The article got a lot of attention and praise. Even its very title jumped out with its bluntness, "You Betcha I Was Wrong About Sarah Palin." It's taken me this long to write about because...well, I've finally un-gnashed my teeth. It was a terrible article.

While I'm glad to read Mr. Lewis's criticism and comments, and know it couldn't have been easy for him to do, which I admire -- my admiration stops there. Because it's what he actually writes that is so lame. It came across like the male version of a Peggy Noonan faux-mea culpa.

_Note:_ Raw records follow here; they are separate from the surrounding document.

impl PieceStore {
    /// Create the working files for a fresh session: a sparse tmp file
    /// sized to the full download and an empty block log
    pub async fn create(work_dir: &Path, metadata: Arc<TorrentMetadata>) -> Result<Self> {
        info!(
            "Creating piece store for {} in {}",
            metadata.file_name,
            work_dir.display()
        );

        fs::create_dir_all(work_dir).await.map_err(|e| {
            error!("Failed to create work directory '{}': {}", work_dir.display(), e);
            ShareError::transport_error_full(
                "Failed to create work directory",
                work_dir.display().to_string(),
                e.to_string(),
            )
        })?;

        let tmp_path = work_dir.join(format!("{}.tmp", metadata.file_name));
        let log_path = work_dir.join(format!("{}.blocks", metadata.info_hash_hex()));

        let mut tmp_file = fs::OpenOptions::new()
            .write(true)
            .create(true)
            .truncate(true)
            .open(&tmp_path)
            .await
            .map_err(|e| {
                error!("Failed to create tmp file '{}': {}", tmp_path.display(), e);
                ShareError::transport_error_full(
                    "Failed to create tmp file",
                    tmp_path.display().to_string(),
                    e.to_string(),
                )
            })?;
        tmp_file.set_len(metadata.file_length).await.map_err(|e| {
            ShareError::transport_error_full(
                "Failed to size tmp file",
                tmp_path.display().to_string(),
                e.to_string(),
            )
        })?;
        tmp_file.flush().await?;

        let log_file = fs::OpenOptions::new()
            .write(true)
            .create(true)
            .truncate(true)
            .open(&log_path)
            .await
            .map_err(|e| {
                error!("Failed to create block log '{}': {}", log_path.display(), e);
                ShareError::transport_error_full(
                    "Failed to create block log",
                    log_path.display().to_string(),
                    e.to_string(),
                )
            })?;

        let bitfield = Bitfield::new(metadata.num_pieces());
        debug!(
            "Piece store ready: {} pieces, tmp file sized to {} bytes",
            metadata.num_pieces(),
            metadata.file_length
        );

        Ok(Self {
            metadata,
            tmp_path,
            log_path,
            inner: Mutex::new(StoreInner {
                log_file,
                log_len: 0,
                index: HashMap::new(),
                bitfield,
            }),
        })
    }

    /// Append a block to the log. Returns false if the same block was
    /// already stored; re-writes of a pointer are a no-op.
    pub async fn write_block(&self, block: Block) -> Result<bool> {
        let piece_index = block.piece_index;
        let block_index = block.block_index();

        let expected_len = self
            .metadata
            .block_len_at(piece_index as usize, block_index)
            .ok_or_else(|| {
                ShareError::protocol_error_with_source(
                    "Block outside torrent bounds",
                    format!("piece: {}, block: {}", piece_index, block_index),
                )
            })?;
        if block.data.len() as u64 != expected_len {
            return Err(ShareError::protocol_error_with_source(
                "Block size mismatch",
                format!(
                    "piece: {}, block: {}, expected {} bytes, got {}",
                    piece_index,
                    block_index,
                    expected_len,
                    block.data.len()
                ),
            )
            .into());
        }

        let pointer = block.pointer(&self.metadata.info_hash);
        let mut inner = self.inner.lock().await;

        if inner.index.contains_key(&pointer) {
            trace!("Block {} already stored, skipping", pointer);
            return Ok(false);
        }

        let header = pointer.to_hex();
        let data_offset = inner.log_len + header.len() as u64 + LOG_DELIMITER.len() as u64;

        inner.log_file.write_all(header.as_bytes()).await?;
        inner.log_file.write_all(LOG_DELIMITER).await?;
        inner.log_file.write_all(&block.data).await?;
        inner.log_file.write_all(b"\n").await?;
        inner.log_file.flush().await?;

        inner.log_len = data_offset + block.data.len() as u64 + 1;
        inner.index.insert(
            pointer,
            LogEntry {
                offset: data_offset,
                length: block.data.len() as u32,
            },
        );

        trace!(
            "Stored block {} (piece {}, block {}, {} bytes)",
            pointer,
            piece_index,
            block_index,
            block.data.len()
        );
        Ok(true)
    }

    /// Number of distinct blocks in the log
    pub async fn distinct_blocks(&self) -> usize {
        self.inner.lock().await.index.len()
    }

    /// Block indexes of a piece that have not arrived yet
    pub async fn missing_blocks(&self, piece_index: u32) -> Result<Vec<u32>> {
        let blocks = self
            .metadata
            .blocks_in_piece(piece_index as usize)
            .ok_or_else(|| {
                ShareError::protocol_error_with_source(
                    "Piece index out of range",
                    format!("piece: {}", piece_index),
                )
            })?;

        let inner = self.inner.lock().await;
        Ok((0..blocks)
            .filter(|&b| {
                let ptr = BlockPointer::derive(piece_index, b, &self.metadata.info_hash);
                !inner.index.contains_key(&ptr)
            })
            .collect())
    }

    /// Reassemble a piece from logged blocks, in block order
    pub async fn assemble_piece(&self, piece_index: u32) -> Result<Vec<u8>> {
        let inner = self.inner.lock().await;
        self.assemble_locked(&inner, piece_index).await
    }

    async fn assemble_locked(&self, inner: &StoreInner, piece_index: u32) -> Result<Vec<u8>> {
        let blocks = self
            .metadata
            .blocks_in_piece(piece_index as usize)
            .ok_or_else(|| {
                ShareError::protocol_error_with_source(
                    "Piece index out of range",
                    format!("piece: {}", piece_index),
                )
            })?;

        let mut entries = Vec::with_capacity(blocks as usize);
        let mut missing = 0usize;
        for b in 0..blocks {
            let ptr = BlockPointer::derive(piece_index, b, &self.metadata.info_hash);
            match inner.index.get(&ptr) {
                Some(entry) => entries.push(*entry),
                None => missing += 1,
            }
        }
        if missing > 0 {
            return Err(ShareError::incomplete_piece(piece_index, missing).into());
        }

        let mut log_reader = fs::File::open(&self.log_path).await.map_err(|e| {
            ShareError::transport_error_full(
                "Failed to open block log",
                self.log_path.display().to_string(),
                e.to_string(),
            )
        })?;

        let mut piece = Vec::new();
        for entry in entries {
            log_reader.seek(std::io::SeekFrom::Start(entry.offset)).await?;
            let mut buf = vec![0u8; entry.length as usize];
            log_reader.read_exact(&mut buf).await?;
            piece.extend_from_slice(&buf);
        }
        Ok(piece)
    }

    /// Validate a fully assembled piece against its expected hash and,
    /// on success, write it into the tmp file at its final offset.
    ///
    /// On a hash mismatch the piece's logged blocks are discarded so
    /// they will be re-requested, the tmp file is left untouched, and
    /// false is returned. Flushes are serialized by the store lock.
    pub async fn validate_and_flush(&self, piece_index: u32) -> Result<bool> {
        let mut inner = self.inner.lock().await;

        if inner.bitfield.has(piece_index as usize) {
            debug!("Piece {} already flushed", piece_index);
            return Ok(true);
        }

        let piece = self.assemble_locked(&inner, piece_index).await?;

        let expected = self
            .metadata
            .piece_hash(piece_index as usize)
            .ok_or_else(|| {
                ShareError::protocol_error_with_source(
                    "Piece index out of range",
                    format!("piece: {}", piece_index),
                )
            })?;

        let mut hasher = Sha1::new();
        hasher.update(&piece);
        let actual: [u8; 20] = hasher.finalize().into();

        if actual != expected {
            warn!("{}", ShareError::hash_validation_failure(piece_index));
            let blocks = self
                .metadata
                .blocks_in_piece(piece_index as usize)
                .unwrap_or(0);
            for b in 0..blocks {
                let ptr = BlockPointer::derive(piece_index, b, &self.metadata.info_hash);
                inner.index.remove(&ptr);
            }
            return Ok(false);
        }

        let offset = piece_index as u64 * self.metadata.piece_length;
        let mut tmp_file = fs::OpenOptions::new()
            .write(true)
            .open(&self.tmp_path)
            .await
            .map_err(|e| {
                ShareError::transport_error_full(
                    "Failed to open tmp file",
                    self.tmp_path.display().to_string(),
                    e.to_string(),
                )
            })?;
        tmp_file.seek(std::io::SeekFrom::Start(offset)).await?;
        tmp_file.write_all(&piece).await?;
        tmp_file.flush().await?;

        inner.bitfield.set(piece_index as usize);
        info!(
            "Piece {} verified and flushed ({}/{} complete)",
            piece_index,
            inner.bitfield.count_set(),
            self.metadata.num_pieces()
        );
        Ok(true)
    }

    /// Serve bytes of a verified piece from the tmp file
    pub async fn read_block(&self, piece_index: u32, begin: u32, length: u32) -> Result<Vec<u8>> {
        let inner = self.inner.lock().await;

        if !inner.bitfield.has(piece_index as usize) {
            return Err(ShareError::protocol_error_with_source(
                "Requested piece not available",
                format!("piece: {}", piece_index),
            )
            .into());
        }

        let piece_len = self
            .metadata
            .piece_len_at(piece_index as usize)
            .unwrap_or(0);
        if begin as u64 + length as u64 > piece_len {
            return Err(ShareError::protocol_error_with_source(
                "Requested range outside piece",
                format!("piece: {}, begin: {}, length: {}", piece_index, begin, length),
            )
            .into());
        }

        let offset = piece_index as u64 * self.metadata.piece_length + begin as u64;
        let mut tmp_file = fs::File::open(&self.tmp_path).await.map_err(|e| {
            ShareError::transport_error_full(
                "Failed to open tmp file",
                self.tmp_path.display().to_string(),
                e.to_string(),
            )
        })?;
        tmp_file.seek(std::io::SeekFrom::Start(offset)).await?;
        let mut buf = vec![0u8; length as usize];
        tmp_file.read_exact(&mut buf).await?;
        Ok(buf)
    }

    /// Snapshot of the local availability bitfield
    pub async fn bitfield(&self) -> Bitfield {
        self.inner.lock().await.bitfield.clone()
    }

    /// True when a specific piece is verified
    pub async fn has_piece(&self, piece_index: u32) -> bool {
        self.inner.lock().await.bitfield.has(piece_index as usize)
    }

    /// True when every piece is verified
    pub async fn is_complete(&self) -> bool {
        self.inner.lock().await.bitfield.is_complete()
    }

    /// Download progress in [0.0, 1.0]
    pub async fn progress(&self) -> f64 {
        let inner = self.inner.lock().await;
        if self.metadata.num_pieces() == 0 {
            return 1.0;
        }
        inner.bitfield.count_set() as f64 / self.metadata.num_pieces() as f64
    }

    /// Move the completed tmp file into the shared directory under the
    /// torrent's file name. Refuses to overwrite an existing file.
    pub async fn finalize(&self, shared_dir: &Path) -> Result<PathBuf> {
        let inner = self.inner.lock().await;

        if !inner.bitfield.is_complete() {
            return Err(ShareError::transport_error(format!(
                "Cannot finalize: {}/{} pieces verified",
                inner.bitfield.count_set(),
                self.metadata.num_pieces()
            ))
            .into());
        }

        fs::create_dir_all(shared_dir).await.map_err(|e| {
            ShareError::transport_error_full(
                "Failed to create shared directory",
                shared_dir.display().to_string(),
                e.to_string(),
            )
        })?;

        let target = shared_dir.join(&self.metadata.file_name);
        if fs::try_exists(&target).await? {
            error!("Refusing to overwrite existing file: {}", target.display());
            return Err(ShareError::transport_error_with_address(
                "Target file already exists",
                target.display().to_string(),
            )
            .into());
        }

        fs::rename(&self.tmp_path, &target).await.map_err(|e| {
            ShareError::transport_error_full(
                "Failed to move completed file",
                target.display().to_string(),
                e.to_string(),
            )
        })?;

        info!("Finalized download: {}", target.display());
        Ok(target)
    }

    /// Metadata this store was created for
    pub fn metadata(&self) -> &Arc<TorrentMetadata> {
        &self.metadata
    }
}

(I've written several times about the conservative Ms. Noonan's attention-getting criticisms of George W. Bush and even Sarah Palin that seem so great on the surface but stink to high heaven when you look close. That's because they come long-after the fact when they'd mean anything, when most of the public has long-since come to the same conclusion and Peggy Noonan is basically kicking a dog when it's down self-protectively so as not to be tarred by any connection, giving half-hearted criticisms without significant substance, and conveniently failing to mention her own mean-spirited nasty attacks against her subjects' early critics and her own part in building up the very people she now says are empty.)

Mr. Lewis pretty much did the same thing.

I don't have it in me to shred his article point-by-point, there's so much to dissect in almost every paragraph, but a few passages do leap out more than others, and those are worth noting.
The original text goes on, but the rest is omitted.